* _Action item_
For each line of the data below, test for "ParseError". Report only the number of lines that pass.

* _Material to process_
BEGIN
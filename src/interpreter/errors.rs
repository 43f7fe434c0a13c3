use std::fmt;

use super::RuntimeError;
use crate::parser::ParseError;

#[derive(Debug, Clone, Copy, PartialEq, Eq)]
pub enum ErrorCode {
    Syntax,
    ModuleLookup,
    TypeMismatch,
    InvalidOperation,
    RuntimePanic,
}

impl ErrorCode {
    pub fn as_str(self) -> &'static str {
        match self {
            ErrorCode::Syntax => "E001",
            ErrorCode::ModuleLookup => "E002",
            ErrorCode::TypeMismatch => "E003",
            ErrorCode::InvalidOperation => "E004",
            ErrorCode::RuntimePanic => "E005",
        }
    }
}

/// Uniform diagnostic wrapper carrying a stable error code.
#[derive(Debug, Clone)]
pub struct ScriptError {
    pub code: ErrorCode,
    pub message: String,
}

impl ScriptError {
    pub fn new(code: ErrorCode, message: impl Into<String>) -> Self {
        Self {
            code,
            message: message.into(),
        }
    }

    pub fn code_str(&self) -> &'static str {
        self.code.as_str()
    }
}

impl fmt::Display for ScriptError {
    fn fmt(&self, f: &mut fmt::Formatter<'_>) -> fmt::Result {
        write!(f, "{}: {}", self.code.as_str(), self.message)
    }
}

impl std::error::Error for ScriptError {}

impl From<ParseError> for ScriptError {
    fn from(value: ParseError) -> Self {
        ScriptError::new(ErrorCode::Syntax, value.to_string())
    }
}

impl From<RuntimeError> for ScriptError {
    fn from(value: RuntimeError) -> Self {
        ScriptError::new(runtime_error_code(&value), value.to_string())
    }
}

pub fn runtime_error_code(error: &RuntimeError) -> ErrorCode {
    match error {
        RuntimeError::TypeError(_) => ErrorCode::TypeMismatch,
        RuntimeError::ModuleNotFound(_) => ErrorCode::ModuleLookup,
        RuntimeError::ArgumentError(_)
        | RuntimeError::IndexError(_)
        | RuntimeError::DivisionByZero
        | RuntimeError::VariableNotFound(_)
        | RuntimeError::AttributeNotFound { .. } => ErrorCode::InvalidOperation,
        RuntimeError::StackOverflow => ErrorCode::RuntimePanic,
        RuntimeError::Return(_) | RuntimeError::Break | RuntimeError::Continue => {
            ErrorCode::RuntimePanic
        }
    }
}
END
* _Exercise response_
3